Após ser alvo da Lava-Jato e de ter assinado acordo nos EUA,
a Odebrecht passou a ser investigada em diversos países onde mantinha contratos
na América Latina. Em junho de 2019, a empresa pediu recuperação judicial.
Segundo o jornal Miami Herald, foi justamente a crença de
que o dinheiro lavado pelos membros do regime de Hugo Chávez na Venezuela –
incluindo a propina da Odebrecht – acabou no mercado imobiliário do sul da
Flórida que levou à criação no ano passado de um Esquadrão de Corrupção
Internacional em Miami. O esquadrão é subjugado à Unidade de Investigação
liderado por Leslie Backschies, a agente que fala português fluentemente e
apoiou as 10 medidas contra a corrupção de Deltan e companhia, segundo as
mensagens da Vaza Jato.
“Nós vimos presidentes derrubados no Brasil.
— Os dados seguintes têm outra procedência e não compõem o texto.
use std::path::Path;

use ratatui::style::{Color, Modifier, Style as RatStyle};
use serde::{Deserialize, Serialize};

use crate::app::AlertKind;
use crate::columns::Tone;

/// Color that can be serialized/deserialized
#[derive(Clone, Copy, Debug, Serialize, Deserialize)]
#[serde(untagged)]
pub enum ThemeColor {
    /// Named color: "red", "blue", "cyan", etc.
    Named(NamedColor),
    /// RGB color: [255, 128, 0]
    Rgb([u8; 3]),
    /// 256-color index: 42
    Indexed(u8),
}

#[derive(Clone, Copy, Debug, Serialize, Deserialize)]
#[serde(rename_all = "lowercase")]
pub enum NamedColor {
    Black,
    Red,
    Green,
    Yellow,
    Blue,
    Magenta,
    Cyan,
    Gray,
    DarkGray,
    LightRed,
    LightGreen,
    LightYellow,
    LightBlue,
    LightMagenta,
    LightCyan,
    White,
    Reset,
}

impl From<ThemeColor> for Color {
    fn from(tc: ThemeColor) -> Color {
        match tc {
            ThemeColor::Named(n) => match n {
                NamedColor::Black => Color::Black,
                NamedColor::Red => Color::Red,
                NamedColor::Green => Color::Green,
                NamedColor::Yellow => Color::Yellow,
                NamedColor::Blue => Color::Blue,
                NamedColor::Magenta => Color::Magenta,
                NamedColor::Cyan => Color::Cyan,
                NamedColor::Gray => Color::Gray,
                NamedColor::DarkGray => Color::DarkGray,
                NamedColor::LightRed => Color::LightRed,
                NamedColor::LightGreen => Color::LightGreen,
                NamedColor::LightYellow => Color::LightYellow,
                NamedColor::LightBlue => Color::LightBlue,
                NamedColor::LightMagenta => Color::LightMagenta,
                NamedColor::LightCyan => Color::LightCyan,
                NamedColor::White => Color::White,
                NamedColor::Reset => Color::Reset,
            },
            ThemeColor::Rgb([r, g, b]) => Color::Rgb(r, g, b),
            ThemeColor::Indexed(i) => Color::Indexed(i),
        }
    }
}

/// Style definition for a single element
#[derive(Clone, Debug, Default, Serialize, Deserialize)]
pub struct ElementStyle {
    #[serde(default, skip_serializing_if = "Option::is_none")]
    pub fg: Option<ThemeColor>,
    #[serde(default, skip_serializing_if = "Option::is_none")]
    pub bg: Option<ThemeColor>,
    #[serde(default)]
    pub bold: bool,
    #[serde(default)]
    pub dim: bool,
}

impl ElementStyle {
    pub fn fg(color: ThemeColor) -> Self {
        Self { fg: Some(color), ..Default::default() }
    }

    pub fn with_bg(mut self, color: ThemeColor) -> Self {
        self.bg = Some(color);
        self
    }

    pub fn with_bold(mut self) -> Self {
        self.bold = true;
        self
    }

    pub fn with_dim(mut self) -> Self {
        self.dim = true;
        self
    }

    pub fn to_ratatui(&self) -> RatStyle {
        let mut style = RatStyle::default();
        if let Some(fg) = self.fg {
            style = style.fg(fg.into());
        }
        if let Some(bg) = self.bg {
            style = style.bg(bg.into());
        }
        if self.bold {
            style = style.add_modifier(Modifier::BOLD);
        }
        if self.dim {
            style = style.add_modifier(Modifier::DIM);
        }
        style
    }
}

/// Badge colors, one per tone
#[derive(Clone, Debug, Serialize, Deserialize)]
pub struct ToneStyles {
    pub primary: ElementStyle,
    pub info: ElementStyle,
    pub success: ElementStyle,
    pub warning: ElementStyle,
    pub danger: ElementStyle,
    pub secondary: ElementStyle,
}

impl ToneStyles {
    fn get(&self, tone: Tone) -> &ElementStyle {
        match tone {
            Tone::Primary => &self.primary,
            Tone::Info => &self.info,
            Tone::Success => &self.success,
            Tone::Warning => &self.warning,
            Tone::Danger => &self.danger,
            Tone::Secondary => &self.secondary,
        }
    }
}

/// Complete theme configuration
#[derive(Clone, Debug, Serialize, Deserialize)]
pub struct Theme {
    pub name: String,

    #[serde(default)]
    pub background: Option<ThemeColor>,

    // Table
    pub header: ElementStyle,
    pub header_sorted: ElementStyle,
    pub cell: ElementStyle,
    pub row_cursor: ElementStyle,
    pub border: ElementStyle,

    // Chrome
    pub tab: ElementStyle,
    pub tab_active: ElementStyle,
    pub stat_label: ElementStyle,
    pub search: ElementStyle,
    pub search_active: ElementStyle,
    pub pagination: ElementStyle,
    pub help: ElementStyle,

    // Alerts
    pub alert_success: ElementStyle,
    pub alert_error: ElementStyle,

    pub tones: ToneStyles,
}

impl Default for Theme {
    fn default() -> Self {
        Self::light()
    }
}

impl Theme {
    /// Dark theme with black background
    pub fn dark() -> Self {
        use NamedColor::*;
        let named = ThemeColor::Named;
        Self {
            name: "dark".to_string(),
            background: Some(named(Black)),
            header: ElementStyle::fg(named(LightGreen)).with_bold(),
            header_sorted: ElementStyle::fg(named(LightYellow)).with_bold(),
            cell: ElementStyle::fg(named(White)),
            row_cursor: ElementStyle::fg(named(Black)).with_bg(named(LightCyan)),
            border: ElementStyle::fg(named(DarkGray)),
            tab: ElementStyle::fg(named(Gray)),
            tab_active: ElementStyle::fg(named(Black)).with_bg(named(LightBlue)).with_bold(),
            stat_label: ElementStyle::fg(named(Gray)),
            search: ElementStyle::fg(named(Gray)),
            search_active: ElementStyle::fg(named(LightYellow)).with_bold(),
            pagination: ElementStyle::fg(named(LightCyan)),
            help: ElementStyle::fg(named(DarkGray)),
            alert_success: ElementStyle::fg(named(LightGreen)).with_bold(),
            alert_error: ElementStyle::fg(named(LightRed)).with_bold(),
            tones: ToneStyles {
                primary: ElementStyle::fg(named(LightBlue)).with_bold(),
                info: ElementStyle::fg(named(LightCyan)).with_bold(),
                success: ElementStyle::fg(named(LightGreen)).with_bold(),
                warning: ElementStyle::fg(named(LightYellow)).with_bold(),
                danger: ElementStyle::fg(named(LightRed)).with_bold(),
                secondary: ElementStyle::fg(named(Gray)),
            },
        }
    }

    /// Light theme (default)
    pub fn light() -> Self {
        use NamedColor::*;
        let named = ThemeColor::Named;
        Self {
            name: "light".to_string(),
            background: None, // Use terminal default
            header: ElementStyle::fg(named(Blue)).with_bold(),
            header_sorted: ElementStyle::fg(named(Magenta)).with_bold(),
            cell: ElementStyle::fg(named(Black)),
            row_cursor: ElementStyle::fg(named(White)).with_bg(named(Blue)),
            border: ElementStyle::fg(named(Gray)),
            tab: ElementStyle::fg(named(DarkGray)),
            tab_active: ElementStyle::fg(named(White)).with_bg(named(Blue)).with_bold(),
            stat_label: ElementStyle::fg(named(DarkGray)),
            search: ElementStyle::fg(named(DarkGray)),
            search_active: ElementStyle::fg(named(Black)).with_bold(),
            pagination: ElementStyle::fg(named(Blue)),
            help: ElementStyle::fg(named(Gray)).with_dim(),
            alert_success: ElementStyle::fg(named(Green)).with_bold(),
            alert_error: ElementStyle::fg(named(Red)).with_bold(),
            tones: ToneStyles {
                primary: ElementStyle::fg(named(Blue)).with_bold(),
                info: ElementStyle::fg(named(Cyan)).with_bold(),
                success: ElementStyle::fg(named(Green)).with_bold(),
                warning: ElementStyle::fg(named(Yellow)).with_bold(),
                danger: ElementStyle::fg(named(Red)).with_bold(),
                secondary: ElementStyle::fg(named(DarkGray)),
            },
        }
    }

    /// Get theme by name
    pub fn by_name(name: &str) -> Option<Self> {
        match name.to_lowercase().as_str() {
            "dark" => Some(Self::dark()),
            "light" => Some(Self::light()),
            _ => None,
        }
    }

    /// Load a theme from a TOML file
    pub fn from_file(path: &Path) -> Result<Self, String> {
        let content = std::fs::read_to_string(path)
            .map_err(|e| format!("Failed to read theme file: {}", e))?;
        toml::from_str(&content).map_err(|e| format!("Failed to parse theme file: {}", e))
    }

    /// A built-in theme name, or else a path to a `.toml` theme file
    pub fn resolve(name: &str) -> Result<Self, String> {
        if let Some(theme) = Self::by_name(name) {
            return Ok(theme);
        }
        let path = Path::new(name);
        if path.extension().is_some_and(|ext| ext.eq_ignore_ascii_case("toml")) {
            Self::from_file(path)
        } else {
            Err(format!("Unknown theme: {}", name))
        }
    }
}

/// Runtime style manager
pub struct Style {
    pub theme: Theme,
}

impl Style {
    pub fn with_theme(theme: Theme) -> Self {
        Self { theme }
    }

    pub fn header(&self, sorted: bool) -> RatStyle {
        if sorted {
            self.theme.header_sorted.to_ratatui()
        } else {
            self.theme.header.to_ratatui()
        }
    }

    pub fn cell(&self) -> RatStyle {
        self.theme.cell.to_ratatui()
    }

    pub fn row_cursor(&self) -> RatStyle {
        self.theme.row_cursor.to_ratatui()
    }

    pub fn border(&self) -> RatStyle {
        self.theme.border.to_ratatui()
    }

    pub fn tab(&self, active: bool) -> RatStyle {
        if active {
            self.theme.tab_active.to_ratatui()
        } else {
            self.theme.tab.to_ratatui()
        }
    }

    pub fn stat_label(&self) -> RatStyle {
        self.theme.stat_label.to_ratatui()
    }

    pub fn search(&self, active: bool) -> RatStyle {
        if active {
            self.theme.search_active.to_ratatui()
        } else {
            self.theme.search.to_ratatui()
        }
    }

    pub fn pagination(&self) -> RatStyle {
        self.theme.pagination.to_ratatui()
    }

    pub fn help(&self) -> RatStyle {
        self.theme.help.to_ratatui()
    }

    pub fn alert(&self, kind: AlertKind) -> RatStyle {
        match kind {
            AlertKind::Success => self.theme.alert_success.to_ratatui(),
            AlertKind::Error => self.theme.alert_error.to_ratatui(),
        }
    }

    pub fn tone(&self, tone: Tone) -> RatStyle {
        self.theme.tones.get(tone).to_ratatui()
    }

    pub fn background(&self) -> Option<Color> {
        self.theme.background.map(|c| c.into())
    }
}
Esses são os
resultados de casos como esses”
A expressão usada por Leslie Rodrigues Backschies para
descrever o impacto político das investigações do FBI sobre corrupção
estrangeira é que são “politicamente sensíveis”.
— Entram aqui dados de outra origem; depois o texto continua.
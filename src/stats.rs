//! Summary counters shown above the grid

use crate::columns::{format_thousands, Tone};
use crate::domain::{Entity, EntityKind, PostStatus, UserRole, UserStatus};

#[derive(Debug, Clone, PartialEq, Eq)]
pub struct StatItem {
    pub label: &'static str,
    pub value: String,
    pub tone: Tone,
}

impl StatItem {
    fn count(label: &'static str, n: usize, tone: Tone) -> Self {
        Self { label, value: format_thousands(n as i64), tone }
    }
}

/// Stats for the given tab. Entities of the other kind are ignored.
pub fn compute(kind: EntityKind, entities: &[Entity]) -> Vec<StatItem> {
    match kind {
        EntityKind::User => user_stats(entities),
        EntityKind::Post => post_stats(entities),
    }
}

fn user_stats(entities: &[Entity]) -> Vec<StatItem> {
    let users: Vec<_> = entities
        .iter()
        .filter_map(|e| match e {
            Entity::User(u) => Some(u),
            Entity::Post(_) => None,
        })
        .collect();
    let with_status = |status: UserStatus| users.iter().filter(|u| u.status == status).count();

    vec![
        StatItem::count("Total", users.len(), Tone::Primary),
        StatItem::count("Active", with_status(UserStatus::Active), Tone::Success),
        StatItem::count("Inactive", with_status(UserStatus::Inactive), Tone::Warning),
        StatItem::count("Suspended", with_status(UserStatus::Suspended), Tone::Danger),
        StatItem::count(
            "Admins",
            users.iter().filter(|u| u.role == UserRole::Admin).count(),
            Tone::Info,
        ),
    ]
}

fn post_stats(entities: &[Entity]) -> Vec<StatItem> {
    let posts: Vec<_> = entities
        .iter()
        .filter_map(|e| match e {
            Entity::Post(p) => Some(p),
            Entity::User(_) => None,
        })
        .collect();
    let with_status = |status: PostStatus| posts.iter().filter(|p| p.status == status).count();
    let views = posts.iter().map(|p| p.views).fold(0u64, u64::saturating_add);

    vec![
        StatItem::count("Total", posts.len(), Tone::Primary),
        StatItem::count("Published", with_status(PostStatus::Published), Tone::Success),
        StatItem::count("Draft", with_status(PostStatus::Draft), Tone::Warning),
        StatItem::count("Archived", with_status(PostStatus::Archived), Tone::Secondary),
        StatItem {
            label: "Views",
            value: format_thousands(i64::try_from(views).unwrap_or(i64::MAX)),
            tone: Tone::Info,
        },
    ]
}

#[cfg(test)]
mod tests {
    use super::*;
    use crate::domain::{Post, PostCategory, User};

    fn post(id: u64, status: PostStatus, views: u64) -> Entity {
        Entity::Post(Post {
            id,
            title: "t".to_string(),
            content: String::new(),
            author: "a".to_string(),
            category: PostCategory::Design,
            status,
            views,
            created_at: "2024-01-01".to_string(),
        })
    }

    fn user(id: u64, role: UserRole, status: UserStatus) -> Entity {
        Entity::User(User {
            id,
            username: "u".to_string(),
            email: "u@example.com".to_string(),
            role,
            status,
            created_at: "2024-01-01".to_string(),
            last_login: None,
        })
    }

    fn values(items: &[StatItem]) -> Vec<(&str, &str)> {
        items.iter().map(|s| (s.label, s.value.as_str())).collect()
    }

    #[test]
    fn post_counts_and_views() {
        let entities = vec![
            post(1, PostStatus::Published, 1200),
            post(2, PostStatus::Draft, 0),
            post(3, PostStatus::Published, 800),
            post(4, PostStatus::Archived, 5),
        ];
        assert_eq!(
            values(&compute(EntityKind::Post, &entities)),
            vec![
                ("Total", "4"),
                ("Published", "2"),
                ("Draft", "1"),
                ("Archived", "1"),
                ("Views", "2,005"),
            ]
        );
    }

    #[test]
    fn user_counts() {
        let entities = vec![
            user(1, UserRole::Admin, UserStatus::Active),
            user(2, UserRole::User, UserStatus::Suspended),
            user(3, UserRole::Moderator, UserStatus::Active),
        ];
        assert_eq!(
            values(&compute(EntityKind::User, &entities)),
            vec![
                ("Total", "3"),
                ("Active", "2"),
                ("Inactive", "0"),
                ("Suspended", "1"),
                ("Admins", "1"),
            ]
        );
    }

    #[test]
    fn empty_collection_is_all_zero() {
        assert!(compute(EntityKind::Post, &[]).iter().all(|s| s.value == "0"));
    }

    #[test]
    fn views_total_saturates() {
        let entities = vec![post(1, PostStatus::Published, u64::MAX), post(2, PostStatus::Draft, u64::MAX)];
        let stats = compute(EntityKind::Post, &entities);
        let views = stats.iter().find(|s| s.label == "Views").unwrap();
        assert_eq!(views.value, format_thousands(i64::MAX));
    }
}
“Esses casos são muito sensíveis politicamente, não somente
nos Estados Unidos mas no exterior,” explicou a agente especial em entrevista à
Associated Press. “Quando você está olhando para oficiais estrangeiros em
outros governos — quer dizer, veja, na Malásia, o presidente não foi reeleito.
Nós vimos presidentes derrubados no Brasil. Esses são os resultados de casos
como esses. Se você está olhando para membros do alto escalão de governos, há
muitas sensibilidades.”
A agente especial Leslie R. Backschies participou do evento
ICC meet the enforcers em fevereiro de 2018
É por conta de tamanhas “sensibilidades” que, diferentemente
de outros casos criminais, todos os casos de FCPA são dirigidos pela unidade
especializada do Departamento de Justiça em Washington – mesmo que tenham se
iniciado em um distrito distante da capital. O DOJ é chefiado pelo
Procurador-Geral dos Estados Unidos, uma espécie de Ministro da Justiça,
nomeado diretamente pelo presidente.
Segundo a reportagem da Associated Press, os supervisores do
FBI se encontram com advogados do Departamento de Justiça a cada 15 dias para
avaliar potenciais investigações e possíveis consequências políticas.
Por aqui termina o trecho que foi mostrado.